_Available data_:

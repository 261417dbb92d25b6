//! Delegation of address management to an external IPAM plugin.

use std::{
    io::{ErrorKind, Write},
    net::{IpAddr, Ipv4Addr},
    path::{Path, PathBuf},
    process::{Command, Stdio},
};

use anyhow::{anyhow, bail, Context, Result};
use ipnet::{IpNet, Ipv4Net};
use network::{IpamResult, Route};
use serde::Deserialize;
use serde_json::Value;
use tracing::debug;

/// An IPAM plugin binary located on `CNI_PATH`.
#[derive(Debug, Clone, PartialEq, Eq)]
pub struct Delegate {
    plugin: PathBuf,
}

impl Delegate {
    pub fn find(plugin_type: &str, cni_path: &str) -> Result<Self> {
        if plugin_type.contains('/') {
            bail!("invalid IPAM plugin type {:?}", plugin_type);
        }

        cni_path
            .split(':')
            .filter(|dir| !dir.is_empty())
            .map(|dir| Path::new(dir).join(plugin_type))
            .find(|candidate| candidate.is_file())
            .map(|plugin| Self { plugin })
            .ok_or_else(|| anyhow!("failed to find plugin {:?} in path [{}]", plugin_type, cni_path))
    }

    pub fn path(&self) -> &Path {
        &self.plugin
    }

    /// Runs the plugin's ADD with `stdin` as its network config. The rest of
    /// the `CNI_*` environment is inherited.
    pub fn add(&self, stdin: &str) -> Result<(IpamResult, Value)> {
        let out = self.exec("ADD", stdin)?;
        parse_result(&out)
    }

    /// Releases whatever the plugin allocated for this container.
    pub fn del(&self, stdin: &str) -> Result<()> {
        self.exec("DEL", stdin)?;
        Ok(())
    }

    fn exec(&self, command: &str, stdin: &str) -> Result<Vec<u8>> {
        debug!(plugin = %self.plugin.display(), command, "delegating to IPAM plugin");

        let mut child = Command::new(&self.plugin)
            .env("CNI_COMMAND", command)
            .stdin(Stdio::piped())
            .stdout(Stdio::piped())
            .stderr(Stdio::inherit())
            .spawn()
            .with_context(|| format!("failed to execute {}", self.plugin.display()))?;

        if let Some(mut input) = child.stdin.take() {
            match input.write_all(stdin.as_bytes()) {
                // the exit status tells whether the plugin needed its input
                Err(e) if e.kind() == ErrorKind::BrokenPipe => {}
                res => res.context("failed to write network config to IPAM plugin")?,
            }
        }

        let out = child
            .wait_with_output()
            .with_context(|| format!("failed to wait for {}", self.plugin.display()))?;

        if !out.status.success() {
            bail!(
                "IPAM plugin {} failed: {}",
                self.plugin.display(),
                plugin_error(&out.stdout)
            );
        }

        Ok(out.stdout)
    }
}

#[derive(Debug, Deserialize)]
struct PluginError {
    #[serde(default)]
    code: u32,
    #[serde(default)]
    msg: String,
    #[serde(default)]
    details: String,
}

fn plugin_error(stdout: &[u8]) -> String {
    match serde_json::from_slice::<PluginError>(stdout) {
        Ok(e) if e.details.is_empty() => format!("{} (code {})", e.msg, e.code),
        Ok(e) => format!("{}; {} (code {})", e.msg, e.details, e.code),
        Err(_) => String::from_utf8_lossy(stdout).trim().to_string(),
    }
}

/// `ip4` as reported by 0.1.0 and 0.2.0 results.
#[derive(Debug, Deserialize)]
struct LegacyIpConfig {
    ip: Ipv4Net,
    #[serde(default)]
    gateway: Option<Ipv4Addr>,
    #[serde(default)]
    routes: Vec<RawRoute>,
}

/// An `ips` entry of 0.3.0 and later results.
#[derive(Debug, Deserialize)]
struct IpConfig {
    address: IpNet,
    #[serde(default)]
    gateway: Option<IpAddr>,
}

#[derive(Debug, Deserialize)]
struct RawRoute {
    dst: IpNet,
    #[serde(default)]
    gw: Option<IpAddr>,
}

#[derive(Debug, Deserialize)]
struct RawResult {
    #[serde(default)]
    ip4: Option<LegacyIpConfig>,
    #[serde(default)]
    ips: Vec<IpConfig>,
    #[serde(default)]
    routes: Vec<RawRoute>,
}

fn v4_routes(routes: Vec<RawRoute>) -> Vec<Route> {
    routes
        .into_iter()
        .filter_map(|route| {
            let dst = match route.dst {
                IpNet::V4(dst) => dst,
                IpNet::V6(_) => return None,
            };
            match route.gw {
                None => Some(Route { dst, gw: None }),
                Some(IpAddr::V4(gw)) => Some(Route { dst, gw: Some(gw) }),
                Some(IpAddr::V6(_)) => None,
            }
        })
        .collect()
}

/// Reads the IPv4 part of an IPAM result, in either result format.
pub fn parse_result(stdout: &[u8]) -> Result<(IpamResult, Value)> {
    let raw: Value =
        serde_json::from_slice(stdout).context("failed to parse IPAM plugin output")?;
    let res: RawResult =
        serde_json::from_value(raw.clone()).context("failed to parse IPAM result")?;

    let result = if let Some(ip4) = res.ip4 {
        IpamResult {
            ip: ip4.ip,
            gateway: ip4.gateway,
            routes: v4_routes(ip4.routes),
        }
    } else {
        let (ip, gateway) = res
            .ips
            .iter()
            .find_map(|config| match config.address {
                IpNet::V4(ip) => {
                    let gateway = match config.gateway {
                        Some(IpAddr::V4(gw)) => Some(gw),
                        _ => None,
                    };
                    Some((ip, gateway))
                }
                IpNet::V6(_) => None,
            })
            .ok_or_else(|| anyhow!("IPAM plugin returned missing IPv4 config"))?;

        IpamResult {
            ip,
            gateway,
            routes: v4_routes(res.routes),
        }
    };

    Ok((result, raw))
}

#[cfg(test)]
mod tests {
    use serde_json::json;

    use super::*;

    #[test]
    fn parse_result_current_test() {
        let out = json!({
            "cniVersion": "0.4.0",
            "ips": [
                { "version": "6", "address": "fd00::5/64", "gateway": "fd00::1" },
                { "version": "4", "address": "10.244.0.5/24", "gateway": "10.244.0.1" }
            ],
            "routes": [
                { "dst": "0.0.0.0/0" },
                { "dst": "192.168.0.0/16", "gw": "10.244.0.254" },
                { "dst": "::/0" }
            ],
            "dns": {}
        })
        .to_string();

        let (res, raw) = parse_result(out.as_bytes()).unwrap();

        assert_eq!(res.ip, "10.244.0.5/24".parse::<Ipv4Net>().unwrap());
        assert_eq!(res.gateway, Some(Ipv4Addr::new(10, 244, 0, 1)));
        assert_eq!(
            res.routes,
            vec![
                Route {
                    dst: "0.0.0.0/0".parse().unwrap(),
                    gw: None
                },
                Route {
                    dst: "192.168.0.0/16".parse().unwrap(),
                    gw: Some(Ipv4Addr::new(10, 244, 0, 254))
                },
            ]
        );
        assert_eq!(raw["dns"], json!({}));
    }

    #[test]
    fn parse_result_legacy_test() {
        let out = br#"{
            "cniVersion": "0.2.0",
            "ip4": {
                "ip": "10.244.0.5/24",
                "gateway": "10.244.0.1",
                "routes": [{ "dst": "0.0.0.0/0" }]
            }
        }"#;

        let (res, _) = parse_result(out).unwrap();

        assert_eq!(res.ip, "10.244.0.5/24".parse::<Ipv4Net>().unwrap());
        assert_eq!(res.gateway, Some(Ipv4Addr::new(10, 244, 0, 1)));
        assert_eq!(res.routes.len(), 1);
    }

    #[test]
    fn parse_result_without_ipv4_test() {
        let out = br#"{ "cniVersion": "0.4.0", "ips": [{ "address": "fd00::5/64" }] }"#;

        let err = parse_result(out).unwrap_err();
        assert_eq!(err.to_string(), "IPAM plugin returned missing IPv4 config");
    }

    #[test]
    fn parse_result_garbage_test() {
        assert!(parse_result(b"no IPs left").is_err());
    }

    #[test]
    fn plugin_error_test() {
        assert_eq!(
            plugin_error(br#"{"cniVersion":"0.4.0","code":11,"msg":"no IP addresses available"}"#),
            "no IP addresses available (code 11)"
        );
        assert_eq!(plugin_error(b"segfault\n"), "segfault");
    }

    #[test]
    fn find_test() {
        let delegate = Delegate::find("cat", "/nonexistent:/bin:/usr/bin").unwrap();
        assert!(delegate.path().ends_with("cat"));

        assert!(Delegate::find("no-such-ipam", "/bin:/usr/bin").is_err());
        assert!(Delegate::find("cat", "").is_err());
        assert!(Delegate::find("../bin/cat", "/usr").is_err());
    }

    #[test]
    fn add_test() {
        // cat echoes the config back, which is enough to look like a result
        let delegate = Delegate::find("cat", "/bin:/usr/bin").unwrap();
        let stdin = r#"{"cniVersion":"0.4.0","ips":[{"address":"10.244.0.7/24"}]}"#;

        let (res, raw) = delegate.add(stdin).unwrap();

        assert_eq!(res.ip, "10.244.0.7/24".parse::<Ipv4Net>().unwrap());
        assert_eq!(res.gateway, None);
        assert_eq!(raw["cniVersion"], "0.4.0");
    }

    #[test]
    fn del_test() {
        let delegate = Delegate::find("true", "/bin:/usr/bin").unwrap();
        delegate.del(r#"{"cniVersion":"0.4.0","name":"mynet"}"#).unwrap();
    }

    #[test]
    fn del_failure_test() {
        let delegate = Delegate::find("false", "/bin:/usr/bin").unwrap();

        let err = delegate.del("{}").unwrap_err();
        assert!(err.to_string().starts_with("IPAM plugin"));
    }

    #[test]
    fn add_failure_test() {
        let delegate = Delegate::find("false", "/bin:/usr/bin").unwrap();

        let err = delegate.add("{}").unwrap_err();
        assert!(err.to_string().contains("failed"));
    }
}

_Your objective_:
Find the lines in the records that contain the word "network", then copy every one of them.

_Result_:
use network::{IpamResult, Route};
    /// Runs the plugin's ADD with `stdin` as its network config. The rest of
                res => res.context("failed to write network config to IPAM plugin")?,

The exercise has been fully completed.